Durante o confinamento, esta “rabidante”, como são conhecidas as pessoas que se dedicam ao comércio informal em Cabo Verde, contou também com a ajuda da mãe, da Câmara Municipal da Praia, através de doações de cestas básicas. Mas, afirma, viver numa situação de pobreza. Nesse momento, Cíntia reitera que toda ajuda será bem-vinda, todavia, alega, um emprego seria o ideal.
“Eu já passei fome. E os meus filhos também. Por dois, ou três dias por causa da quarentena. Eu sou rabidante, mas por causa do confinamento passei por muitas dificuldades”, compadece esta jovem que, conforme relata, em dias do antigo normal, de banheira à cabeça, andava por vários cantos da capital para vender em busca de algum para comer com os seus filhos. No fim do dia, continua, comprava comida e regressava a casa.
A vendedeira ambulante confessa que está preocupada com o facto do seu bairro, Tira Chapéu, estar com muitos casos de coronavírus e manifesta esperança em dias melhores. Por outro lado, está animada visto que se candidatou e viu seu nome a passar numa das selecções para receber um apartamento no programa Casa Para Todos.
“Eu vivo de renda, mas posso estar quase a conseguir um apartamento, mas ainda não sei ao certo como vai ser. Se conseguir vou ficar feliz porque a minha única preocupação vai ser o pão dos meus filhos, sem me preocupar em pagar renda”, denota.

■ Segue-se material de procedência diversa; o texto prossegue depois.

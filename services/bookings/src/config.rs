use chrono::Duration;
use serde::{Deserialize, Serialize};
use uuid::Uuid;

use afrilingua_common::{DatabaseConfig, JwtConfig, PlatformSettings, ServerConfig};
use afrilingua_mailer::EmailConfig;

#[derive(Debug, Clone, Serialize, Deserialize)]
pub struct AppConfig {
    pub server: ServerConfig,
    pub database: DatabaseConfig,
    pub jwt: JwtConfig,
    pub platform: PlatformSettings,
    pub email: EmailConfig,
}

impl AppConfig {
    pub fn from_env() -> Self {
        Self {
            server: ServerConfig::from_env("BOOKINGS_PORT", 8003),
            database: DatabaseConfig::from_env(),
            jwt: JwtConfig::from_env(),
            platform: PlatformSettings::from_env(),
            email: EmailConfig::from_env(),
        }
    }

    pub fn auto_confirm_grace(&self) -> Duration {
        Duration::hours(self.platform.lesson_auto_confirm_grace_hours)
    }

    pub fn early_join(&self) -> Duration {
        Duration::minutes(self.platform.classroom_early_join_minutes)
    }

    pub fn classroom_url(&self, room_name: &str) -> String {
        format!("{}/{}", self.platform.classroom_base_url.trim_end_matches('/'), room_name)
    }

    pub fn booking_link(&self, booking_id: Uuid) -> String {
        format!("{}/bookings/{}/", self.platform.frontend_url.trim_end_matches('/'), booking_id)
    }
}

#[cfg(test)]
mod tests {
    use super::*;

    #[test]
    fn classroom_url_joins_base_and_room() {
        let mut config = AppConfig::from_env();
        config.platform.classroom_base_url = "https://meet.example.com/".to_string();
        assert_eq!(config.classroom_url("room-1"), "https://meet.example.com/room-1");
    }
}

Neste momento, Cíntia informa que paga 5 mil escudos mensais de renda. Conforme relata, está há quase três meses sem pagar ao senhorio. Alega não ter dinheiro para pagar e explica que o senhorio a tem ligado várias vezes, pelo que terá de arranjar dinheiro para pagar o que deve.
Uma cesta básica não foi suficiente
Silvino Soares Gomes tem 27 anos, é pedreiro e o responsável pela família. Segundo informa, vive com a mãe e dois sobrinhos, em Calheta de São Miguel, interior da ilha de Santiago. Entretanto, está há quase duas semanas no concelho vizinho do Tarrafal à procura de um emprego porque “as coisas não estão boas devido ao COVID-19”.
“Passei maus bocados durante o confinamento, mesmo maus bocados. A única ajuda que recebemos foi uma cesta básica mas, não foi suficiente”, enfatiza o jovem entrevistado afirmando que, apesar da situação difícil, ele e a família não passaram fome, graças a reservas de milho que possuem. Mas, frisa, que tal como diz o velho ditado, “quem como e guarda, come duas vezes”, tiveram que aprender a comer menos.
“Houve dia em que se a gente jantasse, a refeição seguinte só podia ser ao almoço do outro dia”, frisa o pedreiro que ganha por volta de mil escudos por cada dia de trabalho na obra. Mas, descreve, trabalhou pela última vez no mês de Abril. Desde então, pormenoriza, tem andado sem nenhum dinheiro no bolso.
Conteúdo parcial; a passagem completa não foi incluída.